//! Abstraction seam over the external cracking engine: session traits,
//! status and event vocabulary, and per-session parameters.

use std::path::PathBuf;

use async_trait::async_trait;

use crackmill_core::{EngineSnapshot, SessionId};

use crate::error::EngineError;

/// Engine session status, layered under the record's control state.
#[derive(Debug, Clone, Copy, PartialEq, Eq)]
pub enum EngineStatus {
    /// Sentinel: the engine has not produced a status yet.
    Waiting,
    /// Session is starting up (kernel compile, dictionary cache, ...).
    Initializing,
    /// Actively cracking.
    Running,
    /// Paused by request.
    Paused,
    /// Candidate space exhausted (terminal).
    Exhausted,
    /// All digests recovered (terminal).
    Cracked,
    /// Fatal engine condition (terminal).
    Aborted,
    /// The engine computed the requested metric and is idle
    /// (speed-only / show runs).
    Bypass,
}

impl EngineStatus {
    /// Parse an engine status line, `Waiting` for anything unknown.
    pub fn parse(raw: &str) -> EngineStatus {
        match raw.trim() {
            "Initializing" => EngineStatus::Initializing,
            "Running" => EngineStatus::Running,
            "Paused" => EngineStatus::Paused,
            "Exhausted" => EngineStatus::Exhausted,
            "Cracked" => EngineStatus::Cracked,
            "Aborted" => EngineStatus::Aborted,
            "Bypass" => EngineStatus::Bypass,
            _ => EngineStatus::Waiting,
        }
    }
}

/// Engine event, a closed set of tagged variants dispatched through one
/// synchronous handler table owned by the worker loop. Handlers only
/// mutate records and enqueue notifications.
#[derive(Debug, Clone, PartialEq, Eq)]
pub enum EngineEvent {
    /// The engine logged a warning.
    LogWarning,
    /// The engine logged an error.
    LogError,
    /// A hash was cracked during a live session.
    HashCracked,
    /// The cracker loop finished.
    CrackerFinished,
    /// The outer loop finished (benchmark runs).
    OuterloopFinished,
    /// A potfile entry matched during a `show` run.
    PotfileHashShow,
    /// The engine finished initializing.
    Initialized,
    /// Catch-all status-change notification.
    Any,
}

/// What kind of run a session performs.
#[derive(Debug, Clone, Copy, PartialEq, Eq, Default)]
pub enum RunMode {
    /// Normal cracking run.
    #[default]
    Crack,
    /// Potfile-only lookup, no GPU cracking.
    Show,
    /// Rate measurement only, no candidate output.
    SpeedOnly,
    /// Benchmark of one hash mode.
    Benchmark,
    /// Benchmark of every hash mode.
    BenchmarkAll,
}

/// Brain client parameters handed to the engine when enabled.
#[derive(Debug, Clone, PartialEq, Eq)]
pub struct BrainParams {
    /// Brain client feature flags.
    pub features: u8,
    /// Per-deployment brain password.
    pub password: String,
}

/// Everything needed to configure one engine session.
#[derive(Debug, Clone)]
pub struct SessionParams {
    /// Session identity (flows into the engine's session name).
    pub session: SessionId,
    /// Run mode.
    pub mode: RunMode,
    /// File containing the target hashes.
    pub hash_file: PathBuf,
    /// Hash-mode number.
    pub hash_mode: u32,
    /// Attack mode; unset when absent or coerced away from bad input.
    pub attack_mode: Option<u32>,
    /// Mask pattern or mask-file path.
    pub mask: Option<String>,
    /// Primary wordlist.
    pub wordlist: Option<PathBuf>,
    /// Secondary wordlist (combinator attacks).
    pub wordlist2: Option<PathBuf>,
    /// Rule files.
    pub rules: Vec<PathBuf>,
    /// Hash file carries `user:hash` lines.
    pub username: bool,
    /// Mask increment mode.
    pub increment: bool,
    /// Increment lower bound.
    pub increment_min: Option<u32>,
    /// Increment upper bound.
    pub increment_max: Option<u32>,
    /// Potfile path.
    pub potfile: Option<PathBuf>,
    /// Cracked-output file.
    pub outfile: Option<PathBuf>,
    /// Restore/skip point.
    pub restore_point: Option<u64>,
    /// Markov statistics file.
    pub markov_stats: Option<PathBuf>,
    /// Brain client parameters; `None` leaves the brain off.
    pub brain: Option<BrainParams>,
}

impl SessionParams {
    /// Minimal params for `session` with everything else unset.
    pub fn new(session: SessionId) -> Self {
        Self {
            session,
            mode: RunMode::Crack,
            hash_file: PathBuf::new(),
            hash_mode: 0,
            attack_mode: None,
            mask: None,
            wordlist: None,
            wordlist2: None,
            rules: Vec::new(),
            username: false,
            increment: false,
            increment_min: None,
            increment_max: None,
            potfile: None,
            outfile: None,
            restore_point: None,
            markov_stats: None,
            brain: None,
        }
    }
}

/// Coerce an attack mode from untrusted submission input.
///
/// Bad optional input is dropped, never an error.
pub fn coerce_attack_mode(value: &serde_json::Value) -> Option<u32> {
    match value {
        serde_json::Value::Number(n) => n.as_u64().and_then(|n| u32::try_from(n).ok()),
        serde_json::Value::String(s) => s.trim().parse().ok(),
        _ => None,
    }
}

/// A live engine session, owned exclusively by whichever loop started it.
///
/// Destroyed (quit + reset) at the end of every control path, including
/// error paths.
#[async_trait]
pub trait EngineSession: Send {
    /// Start the session. Non-blocking control; progress arrives via
    /// status polling and [`EngineSession::drain_events`].
    async fn execute(&mut self) -> Result<(), EngineError>;

    /// Current engine status ([`EngineStatus::Waiting`] until the engine
    /// reports one).
    async fn status(&mut self) -> EngineStatus;

    /// Latest full status snapshot, `None` while waiting.
    async fn snapshot(&mut self) -> Option<EngineSnapshot>;

    /// Pause the session.
    async fn pause(&mut self) -> Result<(), EngineError>;

    /// Resume a paused session.
    async fn resume(&mut self) -> Result<(), EngineError>;

    /// Quit the session.
    async fn quit(&mut self) -> Result<(), EngineError>;

    /// Reset engine state after quitting.
    async fn reset(&mut self) -> Result<(), EngineError>;

    /// The engine's accumulated log buffer (diagnostics for aborts).
    async fn log_buffer(&mut self) -> String;

    /// Drain events accumulated since the last call, oldest first.
    fn drain_events(&mut self) -> Vec<EngineEvent>;
}

/// Factory wrapping the external cracking engine.
#[async_trait]
pub trait CrackEngine: Send + Sync {
    /// Configure a new session. May fail on hardware or configuration
    /// errors, which the owning loop treats as fatal for that run.
    async fn configure(&self, params: SessionParams) -> Result<Box<dyn EngineSession>, EngineError>;
}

-*-*-

[Work order]
Print the entries once more, identical in every line.

[Result of this task]
//! Abstraction seam over the external cracking engine: session traits,
//! status and event vocabulary, and per-session parameters.

use std::path::PathBuf;

use async_trait::async_trait;

use crackmill_core::{EngineSnapshot, SessionId};

use crate::error::EngineError;

/// Engine session status, layered under the record's control state.
#[derive(Debug, Clone, Copy, PartialEq, Eq)]
pub enum EngineStatus {
    /// Sentinel: the engine has not produced a status yet.
    Waiting,
    /// Session is starting up (kernel compile, dictionary cache, ...).
    Initializing,
    /// Actively cracking.
    Running,
    /// Paused by request.
    Paused,
    /// Candidate space exhausted (terminal).
    Exhausted,
    /// All digests recovered (terminal).
    Cracked,
    /// Fatal engine condition (terminal).
    Aborted,
    /// The engine computed the requested metric and is idle
    /// (speed-only / show runs).
    Bypass,
}

impl EngineStatus {
    /// Parse an engine status line, `Waiting` for anything unknown.
    pub fn parse(raw: &str) -> EngineStatus {
        match raw.trim() {
            "Initializing" => EngineStatus::Initializing,
            "Running" => EngineStatus::Running,
            "Paused" => EngineStatus::Paused,
            "Exhausted" => EngineStatus::Exhausted,
            "Cracked" => EngineStatus::Cracked,
            "Aborted" => EngineStatus::Aborted,
            "Bypass" => EngineStatus::Bypass,
            _ => EngineStatus::Waiting,
        }
    }
}

/// Engine event, a closed set of tagged variants dispatched through one
/// synchronous handler table owned by the worker loop. Handlers only
/// mutate records and enqueue notifications.
#[derive(Debug, Clone, PartialEq, Eq)]
pub enum EngineEvent {
    /// The engine logged a warning.
    LogWarning,
    /// The engine logged an error.
    LogError,
    /// A hash was cracked during a live session.
    HashCracked,
    /// The cracker loop finished.
    CrackerFinished,
    /// The outer loop finished (benchmark runs).
    OuterloopFinished,
    /// A potfile entry matched during a `show` run.
    PotfileHashShow,
    /// The engine finished initializing.
    Initialized,
    /// Catch-all status-change notification.
    Any,
}

/// What kind of run a session performs.
#[derive(Debug, Clone, Copy, PartialEq, Eq, Default)]
pub enum RunMode {
    /// Normal cracking run.
    #[default]
    Crack,
    /// Potfile-only lookup, no GPU cracking.
    Show,
    /// Rate measurement only, no candidate output.
    SpeedOnly,
    /// Benchmark of one hash mode.
    Benchmark,
    /// Benchmark of every hash mode.
    BenchmarkAll,
}

/// Brain client parameters handed to the engine when enabled.
#[derive(Debug, Clone, PartialEq, Eq)]
pub struct BrainParams {
    /// Brain client feature flags.
    pub features: u8,
    /// Per-deployment brain password.
    pub password: String,
}

/// Everything needed to configure one engine session.
#[derive(Debug, Clone)]
pub struct SessionParams {
    /// Session identity (flows into the engine's session name).
    pub session: SessionId,
    /// Run mode.
    pub mode: RunMode,
    /// File containing the target hashes.
    pub hash_file: PathBuf,
    /// Hash-mode number.
    pub hash_mode: u32,
    /// Attack mode; unset when absent or coerced away from bad input.
    pub attack_mode: Option<u32>,
    /// Mask pattern or mask-file path.
    pub mask: Option<String>,
    /// Primary wordlist.
    pub wordlist: Option<PathBuf>,
    /// Secondary wordlist (combinator attacks).
    pub wordlist2: Option<PathBuf>,
    /// Rule files.
    pub rules: Vec<PathBuf>,
    /// Hash file carries `user:hash` lines.
    pub username: bool,
    /// Mask increment mode.
    pub increment: bool,
    /// Increment lower bound.
    pub increment_min: Option<u32>,
    /// Increment upper bound.
    pub increment_max: Option<u32>,
    /// Potfile path.
    pub potfile: Option<PathBuf>,
    /// Cracked-output file.
    pub outfile: Option<PathBuf>,
    /// Restore/skip point.
    pub restore_point: Option<u64>,
    /// Markov statistics file.
    pub markov_stats: Option<PathBuf>,
    /// Brain client parameters; `None` leaves the brain off.
    pub brain: Option<BrainParams>,
}

impl SessionParams {
    /// Minimal params for `session` with everything else unset.
    pub fn new(session: SessionId) -> Self {
        Self {
            session,
            mode: RunMode::Crack,
            hash_file: PathBuf::new(),
            hash_mode: 0,
            attack_mode: None,
            mask: None,
            wordlist: None,
            wordlist2: None,
            rules: Vec::new(),
            username: false,
            increment: false,
            increment_min: None,
            increment_max: None,
            potfile: None,
            outfile: None,
            restore_point: None,
            markov_stats: None,
            brain: None,
        }
    }
}

/// Coerce an attack mode from untrusted submission input.
///
/// Bad optional input is dropped, never an error.
pub fn coerce_attack_mode(value: &serde_json::Value) -> Option<u32> {
    match value {
        serde_json::Value::Number(n) => n.as_u64().and_then(|n| u32::try_from(n).ok()),
        serde_json::Value::String(s) => s.trim().parse().ok(),
        _ => None,
    }
}

/// A live engine session, owned exclusively by whichever loop started it.
///
/// Destroyed (quit + reset) at the end of every control path, including
/// error paths.
#[async_trait]
pub trait EngineSession: Send {
    /// Start the session. Non-blocking control; progress arrives via
    /// status polling and [`EngineSession::drain_events`].
    async fn execute(&mut self) -> Result<(), EngineError>;

    /// Current engine status ([`EngineStatus::Waiting`] until the engine
    /// reports one).
    async fn status(&mut self) -> EngineStatus;

    /// Latest full status snapshot, `None` while waiting.
    async fn snapshot(&mut self) -> Option<EngineSnapshot>;

    /// Pause the session.
    async fn pause(&mut self) -> Result<(), EngineError>;

    /// Resume a paused session.
    async fn resume(&mut self) -> Result<(), EngineError>;

    /// Quit the session.
    async fn quit(&mut self) -> Result<(), EngineError>;

    /// Reset engine state after quitting.
    async fn reset(&mut self) -> Result<(), EngineError>;

    /// The engine's accumulated log buffer (diagnostics for aborts).
    async fn log_buffer(&mut self) -> String;

    /// Drain events accumulated since the last call, oldest first.
    fn drain_events(&mut self) -> Vec<EngineEvent>;
}

/// Factory wrapping the external cracking engine.
#[async_trait]
pub trait CrackEngine: Send + Sync {
    /// Configure a new session. May fail on hardware or configuration
    /// errors, which the owning loop treats as fatal for that run.
    async fn configure(&self, params: SessionParams) -> Result<Box<dyn EngineSession>, EngineError>;
}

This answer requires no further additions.